While the suit staying in New York remained sensible, the fact that the transfer was wrong meant the legal justification for doing so for want of jurisdiction didn't hold up. Rather, the panel found it best to treat the dynamic as a transfer under a different section of the U.S. code—“[f]or the convenience of [the] parties and witnesses, in the interest of justice.”
As such, the rules of which state's laws hold in the litigation changes. Under the previous code justification New York law would be the only available. Now, however, the transfer justification required that the original state's laws be the operative ones for the sake of fairness against forum shopping.
The New York district court's decision, then, finding New York's six-year statute of limitations barred the proceedings was no longer valid. The district court was ordered to interrupt the suit under Indiana's 10-year statute instead.

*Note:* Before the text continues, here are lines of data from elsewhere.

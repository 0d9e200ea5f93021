//! Checks run against every host before validator or subnet changes.

use std::future::Future;

use anyhow::{Context, Result};
use tokio::task::JoinSet;
use tracing::info;

use avafleet_core::error::FleetError;
use avafleet_core::node::Host;
use avafleet_runtime::prober::Prober;

/// Ask every host the same yes/no question concurrently.
///
/// Returns the node IDs that answered "no". A probe error (unreachable host,
/// unexpected reply) fails the whole check.
async fn hosts_failing<F, Fut>(hosts: &[Host], probe: F) -> Result<Vec<String>>
where
    F: Fn(Host) -> Fut,
    Fut: Future<Output = Result<bool>> + Send + 'static,
{
    let mut set = JoinSet::new();
    for host in hosts {
        let node_id = host.node_id.clone();
        let fut = probe(host.clone());
        set.spawn(async move { (node_id, fut.await) });
    }

    let mut failing = Vec::new();
    while let Some(joined) = set.join_next().await {
        let (node_id, result) = joined.context("Probe task failed")?;
        if !result.with_context(|| format!("Failed to probe {}", node_id))? {
            failing.push(node_id);
        }
    }
    failing.sort();
    Ok(failing)
}

pub async fn check_bootstrapped(prober: &Prober, hosts: &[Host]) -> Result<()> {
    let failing = hosts_failing(hosts, |host| {
        let prober = prober.clone();
        async move { prober.is_bootstrapped(&host).await }
    })
    .await?;
    if !failing.is_empty() {
        return Err(FleetError::NotBootstrapped(failing).into());
    }
    Ok(())
}

pub async fn check_healthy(prober: &Prober, hosts: &[Host]) -> Result<()> {
    let failing = hosts_failing(hosts, |host| {
        let prober = prober.clone();
        async move { prober.is_healthy(&host).await }
    })
    .await?;
    if !failing.is_empty() {
        return Err(FleetError::Unhealthy(failing).into());
    }
    Ok(())
}

pub async fn check_rpc_compatible(prober: &Prober, hosts: &[Host], rpc_version: u32) -> Result<()> {
    let failing = hosts_failing(hosts, |host| {
        let prober = prober.clone();
        async move { prober.rpc_compatible(&host, rpc_version).await }
    })
    .await?;
    if !failing.is_empty() {
        return Err(FleetError::RpcIncompatible {
            nodes: failing,
            rpc_version,
        }
        .into());
    }
    Ok(())
}

/// Bootstrapped, then healthy, then (when given) RPC compatible.
pub async fn run(prober: &Prober, hosts: &[Host], rpc_version: Option<u32>) -> Result<()> {
    check_bootstrapped(prober, hosts).await?;
    check_healthy(prober, hosts).await?;
    if let Some(version) = rpc_version {
        check_rpc_compatible(prober, hosts, version).await?;
    }
    info!(hosts = hosts.len(), "Preflight checks passed");
    Ok(())
}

While concurring in the panel's order, Chin filed a separate opinion, stating he was “not persuaded” that Indiana did, in fact, have specific personal jurisdiction over BofA, even as be supported the denial by New York to retransfer.
Given the legacy nature of the mortgage deal at the core of the dispute, Chin argued that “it is not always the case that an acquired company's jurisdictional contacts can be imputed to the successor-by-merger.”
“Even though Bank of America is liable on the agreements, that does not mean that Bank of America is necessarily subject to suit in Indiana because of LaSalle's jurisdictional contacts,” Chin wrote.
Chin's colleagues on the panel disagreed.
“[W]e can see no reason why, in a suit to enforce a merger partner's contract, the entity that survives the merger should not be subject to personal jurisdiction in whatever court the actions of the merger partner in relation to the contract would have made the merger partner subject,” the panel members wrote.
U.S. Bank was represented by Venable partners Gregory Cross and Colleen Mallon. Neither responded to a request for comment, and a bank spokeswoman said the bank itself declined to comment.
BofA's representation on appeal was led by Winston & Strawn partners Luke Connelly and Elizabeth Papez. A bank spokesman declined to comment, and neither partner responded to a request to do the same.